A ênfase em educação
tornou-se extremamente forte, e é parte do motivo pelo qual os pais ficaram
mais envolvidos na educação de seus filhos, e pelo qual o tempo que os alunos
passam na escola aumentou. Os pais começaram a colocar seus filhos em
atividades dirigidas por adultos (como esportes), que consideravam mais
educacionais do que simplesmente brincar.
Criou-se a ideia de
que, quando uma criança está simplesmente brincando, ela está perdendo tempo,
não está fazendo nada que possa colocar em seu currículo, que possa ajudá-la
(no futuro) a entrar na universidade.
Tudo isso resultou,
cada vez mais, na crença de que as crianças se desenvolvem melhor quando são
cuidadosamente guiadas, controladas e orientadas por adultos. E que deixá-las
simplesmente ir para a rua brincar era não apenas perda de tempo, mas elas
poderiam até mesmo se envolver em problemas. O que, claro, é verdade. Elas vão
ter problemas. Mas esquecemos que isso faz parte de crescer: ter um problema e
descobrir como resolver.
·
Muitos
especialistas citam a influência das redes sociais na piora da saúde mental de
crianças e adolescentes. O senhor acredita que elas têm um papel importante
nessa crise?
Gray - Eu
passei os últimos dias imerso nessa questão (para redigir um artigo), e as
pesquisas são muito claras: não há evidências convincentes de que o aumento de
ansiedade, depressão e suicídio entre jovens seja resultado de um aumento do
uso da internet ou de redes sociais. Há literalmente centenas de estudos que
investigam correlações entre esses fatores. E todos eles, ou não mostram
nenhuma correlação, ou mostram correlação muito pequena para ter significado
prático.
Eu não quero negar
que há problemas com o uso de redes sociais, mas também há benefícios. Em
alguns experimentos, quando foi pedido aos jovens que abandonassem as redes
sociais por determinado período de tempo, muitos disseram se sentir mais
solitários do que antes, porque não conseguiam se conectar com seus colegas.
Na minha opinião, o
argumento de que o aumento de ansiedade e depressão é resultado das redes
sociais é uma distração do que considero a real causa. Além disso, as pessoas
que fazem esse argumento esquecem de observar que o aumento da ansiedade e da
depressão precedeu a (popularização da) internet e das redes sociais.
·
O
que pais e mães podem fazer para ajudar seus filhos a ser mais independentes e
a ter maior bem-estar mental?
Gray - O
primeiro passo é examinar suas prioridades e entender que seus filhos precisam
gradualmente de mais independência.
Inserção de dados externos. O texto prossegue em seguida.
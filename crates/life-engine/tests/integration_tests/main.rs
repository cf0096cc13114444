//! Integration tests for the trait engine pipeline.
//!
//! These exercise the public API end to end with deterministic data:
//! - Recurrence formulas against hand-computed values
//! - Saturation and normalization invariants over seeded random sweeps
//! - Batch isolate-and-continue and empty-batch semantics
//! - JSON batch documents

mod helpers;
mod edge_case_tests;
mod projection_tests;
mod serialization_tests;
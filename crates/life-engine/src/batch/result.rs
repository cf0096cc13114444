//! Batch output types.

use serde::{Deserialize, Serialize};

use crate::config::BatchMetric;
use crate::error::{LifeError, LifeErrorKind};
use crate::projection::ProjectionResult;
use crate::state::{EntityId, TraitState};

/// Descriptive statistics over successful entities' metrics.
#[derive(Debug, Clone, Copy, PartialEq, Serialize, Deserialize)]
pub struct MetricSummary {
    pub count: usize,
    pub mean: f64,
    /// Population standard deviation.
    pub std_dev: f64,
    /// `std_dev / sqrt(count)`.
    pub std_error: f64,
    pub min: f64,
    pub max: f64,
}

/// Number of successful entities whose metric is strictly above `threshold`.
#[derive(Debug, Clone, Copy, PartialEq, Serialize, Deserialize)]
pub struct SignificanceCount {
    pub threshold: f64,
    pub count: usize,
}

/// Successful entity run.
#[derive(Debug, Clone, PartialEq, Serialize, Deserialize)]
pub struct EntityReport {
    /// Position in the input sequence.
    pub index: usize,
    pub entity_id: EntityId,
    /// Value of the batch metric for this entity.
    pub metric: f64,
    pub final_state: TraitState,
    pub projection: ProjectionResult,
}

/// Entity whose run was aborted by an error.
#[derive(Debug, Clone, PartialEq, Serialize, Deserialize)]
pub struct EntityFailure {
    /// Position in the input sequence.
    pub index: usize,
    pub entity_id: EntityId,
    pub kind: LifeErrorKind,
    pub message: String,
    pub error: LifeError,
}

impl EntityFailure {
    pub fn new(index: usize, entity_id: EntityId, error: LifeError) -> Self {
        Self {
            index,
            entity_id,
            kind: error.kind(),
            message: error.to_string(),
            error,
        }
    }
}

/// Per-entity outcome, kept in input order.
#[derive(Debug, Clone, PartialEq, Serialize, Deserialize)]
#[serde(tag = "status", rename_all = "snake_case")]
pub enum EntityOutcome {
    Succeeded(EntityReport),
    Failed(EntityFailure),
}

impl EntityOutcome {
    pub fn index(&self) -> usize {
        match self {
            EntityOutcome::Succeeded(report) => report.index,
            EntityOutcome::Failed(failure) => failure.index,
        }
    }

    pub fn entity_id(&self) -> &EntityId {
        match self {
            EntityOutcome::Succeeded(report) => &report.entity_id,
            EntityOutcome::Failed(failure) => &failure.entity_id,
        }
    }

    #[inline]
    pub fn is_success(&self) -> bool {
        matches!(self, EntityOutcome::Succeeded(_))
    }
}

/// Aggregate result of one batch run.
///
/// `summary` is `None` when no entity succeeded, so "no data" is never
/// confused with a zero effect.
#[derive(Debug, Clone, PartialEq, Serialize, Deserialize)]
pub struct BatchResult {
    /// Metric recorded per entity.
    pub metric: BatchMetric,
    /// Entities submitted.
    pub total: usize,
    /// Entities processed successfully.
    pub count: usize,
    pub summary: Option<MetricSummary>,
    pub significance: Vec<SignificanceCount>,
    pub outcomes: Vec<EntityOutcome>,
    /// Wall-clock time of the run in microseconds.
    pub duration_us: u64,
}

impl BatchResult {
    /// Mean metric over successes, or `None` when undefined.
    #[inline]
    pub fn mean(&self) -> Option<f64> {
        self.summary.map(|s| s.mean)
    }

    /// Population standard deviation over successes, or `None` when undefined.
    #[inline]
    pub fn std_dev(&self) -> Option<f64> {
        self.summary.map(|s| s.std_dev)
    }

    pub fn successes(&self) -> impl Iterator<Item = &EntityReport> + '_ {
        self.outcomes.iter().filter_map(|o| match o {
            EntityOutcome::Succeeded(report) => Some(report),
            EntityOutcome::Failed(_) => None,
        })
    }

    pub fn failures(&self) -> impl Iterator<Item = &EntityFailure> + '_ {
        self.outcomes.iter().filter_map(|o| match o {
            EntityOutcome::Failed(failure) => Some(failure),
            EntityOutcome::Succeeded(_) => None,
        })
    }

    #[inline]
    pub fn failure_count(&self) -> usize {
        self.total - self.count
    }

    /// Significance count for an exact configured threshold.
    pub fn significant_count(&self, threshold: f64) -> Option<usize> {
        self.significance
            .iter()
            .find(|s| s.threshold == threshold)
            .map(|s| s.count)
    }

    /// Fraction of submitted entities that succeeded, `None` for an empty batch.
    pub fn success_rate(&self) -> Option<f64> {
        if self.total == 0 {
            None
        } else {
            Some(self.count as f64 / self.total as f64)
        }
    }
}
Parte do propósito do artigo que publicamos
no Journal of Pediatrics é convencer os pediatras a conversar com os pais sobre
a necessidade de independência.
Mas simplesmente
mandar seus filhos irem para a rua não vai funcionar, por todos os motivos que
discutimos. Talvez alguém chame a polícia. Talvez não haja nenhuma outra
criança na rua para brincar — e, nesse caso, eles provavelmente vão preferir
ficar em seus telefones.
É necessário
encontrar maneiras para que seus filhos e outras crianças se reúnam sem a
interferência de adultos. Uma coisa que os pais podem fazer é se reunir com
outros pais no bairro e combinar de mandar todas as crianças para a rua no
mesmo horário, depois da escola, talvez até sem seus telefones. E, por medida
de segurança, ter um adulto presente, mas apenas um, e que não interfira, só
esteja lá para caso algo realmente perigoso aconteça.
A organização Let
Grow, da qual faço parte, promove um programa em que escolas oferecem um local
para as crianças brincarem na rua, após as aulas. A única regra é não machucar
ninguém e não destruir nada de valor. Um professor monitora, mas é instruído a
intervir somente em casos realmente graves, não para apartar uma briga qualquer
ou se preocupar com um joelho esfolado. Também não fica disponível para
crianças que querem reclamar das outras. Porque o objetivo é deixar que elas
aprendam a resolver seus próprios problemas.